Discovering a possible cure for AIDS

11:00 p.m

Tuesday 02 August 2022

A 66-year-old man who has been infected with HIV since the 1980s underwent a bone marrow transplant to treat leukemia from a donor with natural resistance to the virus, after which doctors reported the possibility that he had been cured of the virus, making him the fourth case of recovery from the disease.

According to the BBC Arabic website, the man, who refused to reveal his identity, was stopped from taking the drug that treats AIDS.

The man said that his happiness is indescribable for the disappearance of the virus from his body, and the man is known as the “City of Hope” patient after the name of the hospital where he was treated in Duarte, California, in the United States. Acquired immunodeficiency, which gives people a normal life expectancy. The acquired immunodeficiency virus (HIV) destroys the body’s immune system, and this can lead to AIDS or acquired immunodeficiency syndrome, and the body struggles to fight infection.

In a statement, the man said: “When I was diagnosed with HIV in 1988, like many, I thought it was like a death sentence. I never imagined I would live to see that day.”

The patient did not take medications to treat acquired immunodeficiency after he contracted leukemia at the age of 63. The medical team decided that he needed a bone marrow transplant to replace the cancerous blood cells. By chance, the donor was HIV-resistant.

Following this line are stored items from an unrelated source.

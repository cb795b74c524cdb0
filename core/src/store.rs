//! The order store.
//!
//! [`OrderStore`] owns the authoritative in-memory collection and the
//! [`DocumentStore`] it is persisted to. Reads work on the in-memory copy and
//! hand out clones; inserts rewrite the whole document before returning.
//!
//! # Concurrency
//!
//! The collection sits behind an async `RwLock`. An insert holds the write
//! lock across the duplicate check and the durability write, so concurrent
//! inserts of one id cannot both succeed and readers never observe an order
//! that is not yet on disk.

use crate::document_store::{DocumentStore, DocumentStoreError, OrderDocument};
use crate::summary::OrderSummary;
use crate::types::{Order, OrderId};
use std::sync::Arc;
use std::time::Instant;
use thiserror::Error;
use tokio::sync::RwLock;

/// Errors returned by [`OrderStore`] operations.
#[derive(Error, Debug)]
pub enum StoreError {
    /// An order with this id is already stored.
    #[error("Order ID already exists: {0}")]
    DuplicateId(OrderId),

    /// The document could not be loaded or the durability write failed.
    #[error("Persistence error: {0}")]
    Persistence(#[from] DocumentStoreError),
}

/// In-memory order collection backed by a [`DocumentStore`].
pub struct OrderStore {
    orders: RwLock<Vec<Order>>,
    backend: Arc<dyn DocumentStore>,
}

impl std::fmt::Debug for OrderStore {
    fn fmt(&self, f: &mut std::fmt::Formatter<'_>) -> std::fmt::Result {
        f.debug_struct("OrderStore")
            .field("backend", &self.backend.describe())
            .finish_non_exhaustive()
    }
}

impl OrderStore {
    /// Loads the full document from `backend`.
    ///
    /// A backend with no document yet is initialized with an empty one, which
    /// is written out immediately.
    ///
    /// # Errors
    ///
    /// Returns `StoreError::Persistence` if the document cannot be read,
    /// decoded or initialized.
    pub async fn open(backend: Arc<dyn DocumentStore>) -> Result<Self, StoreError> {
        let document = match backend.load().await? {
            Some(document) => document,
            None => {
                let document = OrderDocument::default();
                backend.save(&document).await?;
                tracing::info!(backend = %backend.describe(), "Initialized empty order document");
                document
            },
        };

        tracing::info!(
            backend = %backend.describe(),
            orders = document.orders.len(),
            "Order store opened"
        );

        Ok(Self {
            orders: RwLock::new(document.orders),
            backend,
        })
    }

    /// Adds `order` and persists the collection.
    ///
    /// Returns once the document write has completed. If the write fails the
    /// order is removed again, so the in-memory state always matches what was
    /// last committed.
    ///
    /// # Errors
    ///
    /// - `DuplicateId`: an order with the same id is already stored
    /// - `Persistence`: the durability write failed
    pub async fn insert(&self, order: Order) -> Result<(), StoreError> {
        let mut orders = self.orders.write().await;

        if orders.iter().any(|existing| existing.id == order.id) {
            metrics::counter!("orders_duplicate_rejected_total").increment(1);
            tracing::warn!(order_id = %order.id, "Rejected order with duplicate id");
            return Err(StoreError::DuplicateId(order.id));
        }

        let order_id = order.id.clone();
        orders.push(order);

        let document = OrderDocument::new(orders.to_vec());
        let started = Instant::now();
        let result = self.backend.save(&document).await;
        metrics::histogram!("orders_persist_duration_seconds")
            .record(started.elapsed().as_secs_f64());

        if let Err(e) = result {
            orders.pop();
            metrics::counter!("orders_persist_failures_total").increment(1);
            tracing::error!(order_id = %order_id, error = %e, "Failed to persist order document");
            return Err(e.into());
        }

        metrics::counter!("orders_inserted_total").increment(1);
        tracing::info!(order_id = %order_id, total = orders.len(), "Order stored");
        Ok(())
    }

    /// Looks up an order by id.
    pub async fn find_by_id(&self, id: &str) -> Option<Order> {
        self.orders
            .read()
            .await
            .iter()
            .find(|order| order.id.as_str() == id)
            .cloned()
    }

    /// Every order of type `order_type` whose compacted date equals `date`.
    ///
    /// `date` is a digit string such as `20240115`; it matches an order dated
    /// `2024-01-15`. Results keep insertion order.
    pub async fn find_by_type_and_date(&self, order_type: &str, date: &str) -> Vec<Order> {
        self.orders
            .read()
            .await
            .iter()
            .filter(|order| order.matches_type_and_date(order_type, date))
            .cloned()
            .collect()
    }

    /// Aggregates the orders matching (`order_type`, `date`).
    ///
    /// Never fails: a date that matches nothing yields an empty summary.
    pub async fn summarize(&self, order_type: &str, date: &str) -> OrderSummary {
        let matches = self.find_by_type_and_date(order_type, date).await;
        let summary = OrderSummary::from_matches(order_type, &matches);

        metrics::counter!("orders_summaries_total").increment(1);
        tracing::debug!(
            order_type,
            date,
            count = summary.count,
            customers = summary.related_customers.len(),
            "Summarized orders"
        );
        summary
    }

    /// Snapshot of every stored order, in insertion order.
    pub async fn all(&self) -> Vec<Order> {
        self.orders.read().await.to_vec()
    }

    /// Number of stored orders.
    pub async fn len(&self) -> usize {
        self.orders.read().await.len()
    }

    /// Whether the store holds no orders.
    pub async fn is_empty(&self) -> bool {
        self.orders.read().await.is_empty()
    }

    /// Description of the persistence backend.
    #[must_use]
    pub fn backend_description(&self) -> String {
        self.backend.describe()
    }
}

The virus enters white blood cells using a microscopic entrance by a protein called CCR5

But some people, including the donor, have mutations in CCR5 that close the door and keep HIV at bay.

The City of Hope patient was closely monitored after the transplant, and HIV levels became undetectable in his body.

“We were so excited to tell him that his body no longer had HIV and that he no longer needed the anti-retrovirals he had been taking for the past 30 years,” says Dr. Jana Decter, an immunologist at City of Hope Hospital.

The first time something similar happened was in 2011 when Timothy Brown – known as the Berlin Patient – became the first person in the world to be cured of AIDS. There have been three similar cases in the past three years.

Read also: Symptoms of HIV infection – do they differ according to the disease stage?

The City of Hope patient is the oldest patient to be treated in this way and is the patient who has lived with HIV for the longest time. However, bone marrow transplants will not revolutionize HIV treatment for the 38 million people in the world who currently have it.

“It’s a complex procedure with potentially significant side effects,” says Dr. Dikter. “So it’s not an ideal option for most people living with HIV.”

Researchers are working on ways to target CCR5 via genes as a potential treatment.

The case was reported at the AIDS 2022 conference in Montreal, Canada. Commenting on the findings, Professor Sharon Lewin, president-elect of the International AIDS Society, said: “Treatment remains the ultimate goal of HIV research.”

She said there had been “a handful of individual cures before” that had provided “continuing hope for people living with HIV, and an inspiration to the scientific community”.